2. Oligonucleotide probe analysis is used when the point mutation producing the abnormal gene does not alter any known restriction site.

Two oligonucleotides 18 and 20 bases long are synthesized, having at their centers the single base by which the normal and mutant genes differ.

Each oligonucleotide hybridizes strongly to the corresponding (normal) gene but weakly to the gene that does not share the exact sequence.

Thus after PCR amplification of target DNA, the normal and mutant genes can be distinguished on the basis of the strength of the hybridization with the two oligonucleotide probes.

3. Mutations that affect the length of DNA (Eg: deletion or expansion) can also be detected by PCR analysis.

Example: In the fragile X syndrome, amplification of the DNA by primers that flank the region affected by trinucleotide repeats, generate products of different sizes, when DNA from normal carrier males and affected individuals is compared.

Indirect Gene Diagnosis:

Gene Tracking:

In many genetic diseases, the mutant gene and its normal counterpart have not yet been identified or sequenced, and thus direct gene diagnosis cannot be used.

It is therefore necessary to employ gene tracking, which determines whether a given family member or fetus inherited the same relevant chromosomal region(s) as a previously affected family member.

This technique requires that chromosomes carrying the normal or mutant genes in heterozygotes be distinguishable.

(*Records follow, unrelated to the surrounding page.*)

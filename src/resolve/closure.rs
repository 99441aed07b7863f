// src/resolve/closure.rs

use std::collections::{BTreeMap, HashMap, HashSet};
use std::fmt::Write as _;

use petgraph::algo::is_cyclic_directed;
use petgraph::graph::{DiGraph, NodeIndex};

use crate::types::{ArtifactKey, ResolvedArtifact, Scope};

/// Deduplicated transitive set of resolved artifacts.
///
/// Members are keyed by [`ArtifactKey`], so no two members share identity,
/// and iteration is sorted by that key. Alongside the members the closure
/// keeps the declared edges that survived filtering (`from -> to`, weighted
/// by the declared scope), including edges that pointed at an artifact that
/// was already resolved.
#[derive(Debug, Clone, Default)]
pub struct DependencyClosure {
    artifacts: BTreeMap<ArtifactKey, ResolvedArtifact>,
    graph: DiGraph<ArtifactKey, Scope>,
    nodes: HashMap<ArtifactKey, NodeIndex>,
}

impl DependencyClosure {
    pub fn new() -> Self {
        Self::default()
    }

    /// Insert an artifact; returns `false` (and keeps the existing member)
    /// if one with the same identity is already present.
    pub fn insert(&mut self, artifact: ResolvedArtifact) -> bool {
        let key = artifact.key();
        if self.artifacts.contains_key(&key) {
            return false;
        }
        self.node(&key);
        self.artifacts.insert(key, artifact);
        true
    }

    pub fn record_edge(&mut self, from: &ArtifactKey, to: &ArtifactKey, scope: Scope) {
        let a = self.node(from);
        let b = self.node(to);
        if self.graph.find_edge(a, b).is_none() {
            self.graph.add_edge(a, b, scope);
        }
    }

    fn node(&mut self, key: &ArtifactKey) -> NodeIndex {
        if let Some(idx) = self.nodes.get(key) {
            return *idx;
        }
        let idx = self.graph.add_node(key.clone());
        self.nodes.insert(key.clone(), idx);
        idx
    }

    pub fn contains(&self, key: &ArtifactKey) -> bool {
        self.artifacts.contains_key(key)
    }

    pub fn get(&self, key: &ArtifactKey) -> Option<&ResolvedArtifact> {
        self.artifacts.get(key)
    }

    pub fn len(&self) -> usize {
        self.artifacts.len()
    }

    pub fn is_empty(&self) -> bool {
        self.artifacts.is_empty()
    }

    /// Members in identity order.
    pub fn iter(&self) -> impl Iterator<Item = &ResolvedArtifact> {
        self.artifacts.values()
    }

    pub fn keys(&self) -> impl Iterator<Item = &ArtifactKey> {
        self.artifacts.keys()
    }

    /// Direct (filtered) dependencies of `key`, sorted by identity.
    pub fn dependencies_of(&self, key: &ArtifactKey) -> Vec<&ArtifactKey> {
        let Some(idx) = self.nodes.get(key) else {
            return Vec::new();
        };
        let mut deps: Vec<&ArtifactKey> = self
            .graph
            .neighbors(*idx)
            .map(|n| &self.graph[n])
            .collect();
        deps.sort();
        deps
    }

    /// Whether the declared dependency graph reachable from the root
    /// contained a cycle.
    pub fn has_cycles(&self) -> bool {
        is_cyclic_directed(&self.graph)
    }

    /// Render the graph as an indented tree starting at `root`.
    ///
    /// Artifacts already printed higher up are marked with `(*)` and not
    /// expanded again.
    pub fn render_tree(&self, root: &ArtifactKey) -> String {
        let mut out = String::new();
        let mut seen = HashSet::new();
        self.render_node(root, 0, &mut seen, &mut out);
        out
    }

    fn render_node<'a>(
        &'a self,
        key: &'a ArtifactKey,
        depth: usize,
        seen: &mut HashSet<&'a ArtifactKey>,
        out: &mut String,
    ) {
        let indent = "  ".repeat(depth);
        if !seen.insert(key) {
            let _ = writeln!(out, "{indent}{key} (*)");
            return;
        }
        let _ = writeln!(out, "{indent}{key}");
        for dep in self.dependencies_of(key) {
            self.render_node(dep, depth + 1, seen, out);
        }
    }
}
// src/main.rs

use sbtrun::{cli, logging, run};

#[tokio::main]
async fn main() {
    if let Err(err) = run_main().await {
        eprintln!("sbtrun error: {err:#}");
        std::process::exit(1);
    }
}

async fn run_main() -> anyhow::Result<()> {
    let args = cli::parse();
    logging::init_logging(args.log_level)?;
    run(args).await?;
    Ok(())
}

To accomplish this, advantage is taken of naturally occurring variations in DNA sequences in the vicinity of (and linked to) the mutant gene.

Such variations may result from differences in specific nucleotides (site of polymorphisms) or from differences in the number of nucleotide repeats (length polymorphism).

Site polymorphisms, also called restriction fragment length polymorphisms, results from DNA polymorphisms that give rise to fragments of different lengths in Southern blot analysis.

In cystic fibrosis, for example, heterozygous parents and children have two bands derived from the normal and the affected chromosome.

In contrast, an affected (homozygous) individual reveals a single band derived from two identical chromosomes carrying the mutant gene.

Length polymorphisms result from difference between the number of repeats of short sequences of non-coding DNA.

These may be detected by PCR analysis of the DNA because the product size depends on the number of nucleotide repeats.

Linkage analysis has proved useful in antenatal detection of several genetic disorders, such as cystic fibrosis, Huntington disease, polycystic kidney disease, fragile X syndrome, and Duchenne muscular dystrophy.

It has certain limitations, however, as follows:

- For prenatal diagnosis, several affected and unaffected family members must be available for testing.

- 2 Key family members (Eg: parents, siblings) must be heterozygous for the polymorphism (i.e. the normal chromosome and that carrying the mutant gene must be distinguishable).

- Recombination between homologous chromosomes during gametogenesis may lead to loss of linkage between the DNA polymorphism and the mutant gene.